El falso alegato de la conservación en zoológicos

Uno de los argumentos habituales de los zoológicos es que funcionan como “arcas de Noé” para preservar poblaciones genéticamente viables. Sin embargo, en muchos casos se desconoce la genética real de los individuos y los problemas de hibridación son frecuentes. La realidad es que millones de animales de todo tipo viven, se reproducen, se intercambian y mueren en sus instalaciones. Muy pocos animales nacidos en zoológicos son reintroducidos en la naturaleza. En el caso de los grandes simios, estos no pueden ni tan siquiera aproximarse a desarrollar alguno de los complejos comportamientos naturales propios de su especie.

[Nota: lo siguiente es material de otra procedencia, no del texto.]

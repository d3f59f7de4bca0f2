//! Port interfaces consumed by the outbox core
//!
//! All concrete back-ends (storage, leader election, connectivity) and the
//! caller-supplied mutation functions are reached through these traits. The
//! core ships in-memory fallbacks for each (see [`crate::storage`],
//! [`crate::election`], [`crate::online`]); durable implementations live in
//! `driftq-infra`.

use std::collections::HashMap;
use std::fmt;
use std::sync::Arc;

use async_trait::async_trait;
use driftq_domain::{MutationError, Result, Transaction, TransactionSummary};
use futures::future::BoxFuture;

/// Identifier handed back by subscription-style ports; pass it to the
/// matching `unsubscribe` to detach the callback.
#[derive(Debug, Clone, Copy, PartialEq, Eq, Hash)]
pub struct SubscriptionId(pub u64);

/// Callback invoked with the new leadership state
pub type LeadershipCallback = Arc<dyn Fn(bool) + Send + Sync>;

/// Callback invoked when connectivity is restored
pub type OnlineCallback = Arc<dyn Fn() + Send + Sync>;

/// Callback invoked when a transaction names a mutation function missing
/// from the registry
pub type UnknownMutationFnCallback = Arc<dyn Fn(&str, &Transaction) + Send + Sync>;

/// Pure filter applied to the replayed transaction set at leadership
/// acquisition; must return a subset of its input
pub type BeforeRetryFilter = Arc<dyn Fn(Vec<Transaction>) -> Vec<Transaction> + Send + Sync>;

/// Durable key/value blob store.
///
/// Must be durable across process restarts for the outbox persistence
/// semantics to hold, and is assumed to serialize its own operations: a `get`
/// observed after a `delete` reflects the later write.
#[async_trait]
pub trait StorageAdapter: Send + Sync {
    /// Read the value stored under `key`, if any
    async fn get(&self, key: &str) -> Result<Option<String>>;

    /// Write `value` under `key`, overwriting any previous value
    async fn set(&self, key: &str, value: &str) -> Result<()>;

    /// Delete the entry under `key`; absent keys are a no-op
    async fn delete(&self, key: &str) -> Result<()>;

    /// Enumerate every stored key
    async fn keys(&self) -> Result<Vec<String>>;

    /// Remove every entry
    async fn clear(&self) -> Result<()>;
}

/// Exclusive-leadership primitive coordinating sibling instances.
///
/// Implementations must deliver leadership to at most one instance at a time
/// across the process group they coordinate.
#[async_trait]
pub trait LeaderElection: Send + Sync {
    /// Ask for leadership. Returns true when this instance now holds it.
    /// Implementations may grant leadership later (on handover) through the
    /// change callbacks even when this returns false.
    async fn request_leadership(&self) -> Result<bool>;

    /// Give up leadership if held
    async fn release_leadership(&self) -> Result<()>;

    /// Whether this instance currently holds leadership
    fn is_leader(&self) -> bool;

    /// Register a callback fired on every leadership change observed by this
    /// instance
    fn on_leadership_change(&self, callback: LeadershipCallback) -> SubscriptionId;

    /// Detach a previously registered callback
    fn unsubscribe(&self, id: SubscriptionId);

    /// Release per-instance resources. Default: nothing to do.
    fn dispose(&self) {}
}

/// Connectivity-restoration signal.
///
/// Hosts bridge whatever real signal they have (browser online events, NBC
/// probes, a reconnect in their transport) into `notify_online`.
pub trait OnlineDetector: Send + Sync {
    /// Register a callback fired when connectivity is restored
    fn subscribe(&self, callback: OnlineCallback) -> SubscriptionId;

    /// Detach a previously registered callback
    fn unsubscribe(&self, id: SubscriptionId);

    /// Report that connectivity has been restored
    fn notify_online(&self);

    /// Drop all subscribers and release resources
    fn dispose(&self);
}

/// What a mutation function receives for one attempt.
///
/// `idempotency_key` is stable across every retry of the same transaction so
/// the server can deduplicate.
#[derive(Debug, Clone)]
pub struct MutationContext {
    pub transaction: TransactionSummary,
    pub idempotency_key: String,
}

impl MutationContext {
    /// Build the context for one attempt of `tx`
    pub fn for_transaction(tx: &Transaction) -> Self {
        Self { transaction: tx.summary(), idempotency_key: tx.idempotency_key.clone() }
    }
}

/// Caller-supplied remote mutation operation.
///
/// Must fail with [`MutationError::NonRetriable`] when the server reports a
/// permanent rejection (malformed payload, authorization, ...); every other
/// failure is subject to the retry policy.
#[async_trait]
pub trait MutationFn: Send + Sync {
    /// Execute one attempt of the transaction against the server
    async fn execute(
        &self,
        ctx: MutationContext,
    ) -> std::result::Result<serde_json::Value, MutationError>;
}

type BoxedMutationFuture = BoxFuture<'static, std::result::Result<serde_json::Value, MutationError>>;

/// Adapter so plain async closures can be registered as mutation functions.
struct FnMutation<F> {
    func: F,
}

#[async_trait]
impl<F> MutationFn for FnMutation<F>
where
    F: Fn(MutationContext) -> BoxedMutationFuture + Send + Sync,
{
    async fn execute(
        &self,
        ctx: MutationContext,
    ) -> std::result::Result<serde_json::Value, MutationError> {
        (self.func)(ctx).await
    }
}

/// Registry of mutation functions keyed by symbolic name.
#[derive(Clone, Default)]
pub struct MutationRegistry {
    functions: HashMap<String, Arc<dyn MutationFn>>,
}

impl MutationRegistry {
    /// Create an empty registry
    pub fn new() -> Self {
        Self::default()
    }

    /// Register a mutation function under `name`. Last registration wins.
    pub fn register(&mut self, name: impl Into<String>, function: Arc<dyn MutationFn>) {
        self.functions.insert(name.into(), function);
    }

    /// Register a plain async closure under `name`
    pub fn register_fn<F, Fut>(&mut self, name: impl Into<String>, func: F)
    where
        F: Fn(MutationContext) -> Fut + Send + Sync + 'static,
        Fut: std::future::Future<Output = std::result::Result<serde_json::Value, MutationError>>
            + Send
            + 'static,
    {
        let boxed = move |ctx: MutationContext| -> BoxedMutationFuture { Box::pin(func(ctx)) };
        self.register(name, Arc::new(FnMutation { func: boxed }));
    }

    /// Look up a mutation function by name
    pub fn get(&self, name: &str) -> Option<Arc<dyn MutationFn>> {
        self.functions.get(name).cloned()
    }

    /// Whether `name` resolves to a registered function
    pub fn contains(&self, name: &str) -> bool {
        self.functions.contains_key(name)
    }

    /// Number of registered functions
    pub fn len(&self) -> usize {
        self.functions.len()
    }

    /// Whether the registry is empty
    pub fn is_empty(&self) -> bool {
        self.functions.is_empty()
    }
}

impl fmt::Debug for MutationRegistry {
    fn fmt(&self, f: &mut fmt::Formatter<'_>) -> fmt::Result {
        f.debug_struct("MutationRegistry")
            .field("names", &self.functions.keys().collect::<Vec<_>>())
            .finish()
    }
}

/// Narrow capability through which the executor settles caller waiters.
///
/// The coordinator implements this over its waiter map; injecting the
/// capability instead of the coordinator itself keeps the executor free of a
/// back-reference to its owner.
pub trait WaiterSink: Send + Sync {
    /// Settle the waiter for `id` with a success value (`None` models the
    /// "handled elsewhere" resolution used by non-leader instances)
    fn resolve(&self, id: &str, value: Option<serde_json::Value>);

    /// Settle the waiter for `id` with a terminal error
    fn reject(&self, id: &str, error: MutationError);
}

El propio sector reconoce sus contradicciones. El European Studbook del chimpancé de 2018 de la Asociación Europea de Zoos y Acuarios (EAZA), señala que es necesario aumentar la cría de chimpancés para “satisfacer las necesidades de exhibición de los zoológicos miembros de la EAZA”. Respecto a los orangutanes, la guía de buenas prácticas de la EAZA reconoce un exceso de machos en los zoológicos europeos, señalando que “encontrar lugar para los machos jóvenes es un problema para los programas de cría en cautividad”. Situación similar se da en los gorilas, donde aumenta el número de machos que no pueden ser ubicados en situaciones reproductivas. INTERCIDS apunta que resulta paradójico que estas especies estén en peligro de extinción en la naturaleza, mientras los zoológicos reconocen un “exceso” de individuos.

Los estudios científicos que publican los zoos mayoritariamente lo hacen en revistas zoológicas y apenas tienen repercusión en la conservación de las poblaciones salvajes.

El bienestar animal no puede garantizarse en los zoos

Otro de los argumentos recurrentes del sector es que el bienestar animal está garantizado en los zoos. No obstante, las propias asociaciones zoológicas y científicos de este sector admiten importantes lagunas de conocimiento para comprender y satisfacer plenamente las necesidades físicas, sociales y emocionales de los animales. Además, para el caso de los grandes simios diversos estudios señalan que el cautiverio es, en sí mismo, el principal factor causal de comportamientos anormales. 

El caso de los orangutanes es paradigmático. Se trata de una especie arborícola y semi-solitaria para la que la privacidad es esencial. En los zoológicos, sin embargo, se les obliga a vivir en espacios reducidos, permanecen gran parte del tiempo en el suelo, en grupos sociales antinaturales y bajo exposición constante al público. 

La evidencia científica señala que los grandes simios poseen autoconciencia, capacidad de pensar en el futuro, cultura y sistemas sociales complejos. En los zoos, estos individuos presentan múltiples problemas físicos -enfermedades cardíacas, respiratorias o sobrepeso-, psicológicos y psiquiátricos- estrés, depresión, ansiedad, trastornos alimentarios, autolesiones.

Por todo ello, INTERCIDS expresa su preocupación ante el peligro de que los parques zoológicos sean erigidos como referente de la evidencia científica en el debate sobre la Ley de Grandes Simios, cuando la realidad es que estas instituciones siguen ancladas en un modelo de negocio obsoleto, basado en la cría y exhibición de animales salvajes, en sí mismo contradictorio con su protección. La entidad confía en que la tramitación de esta ley siga su curso sin perder su esencia y objetivos, con el reconocimiento de derechos básicos para los grandes simios, la prohibición de su exhibición y cría en cautividad, el refuerzo de las estrategias contra su tráfico ilegal y la promoción de proyectos de protección y conservación en sus países de origen.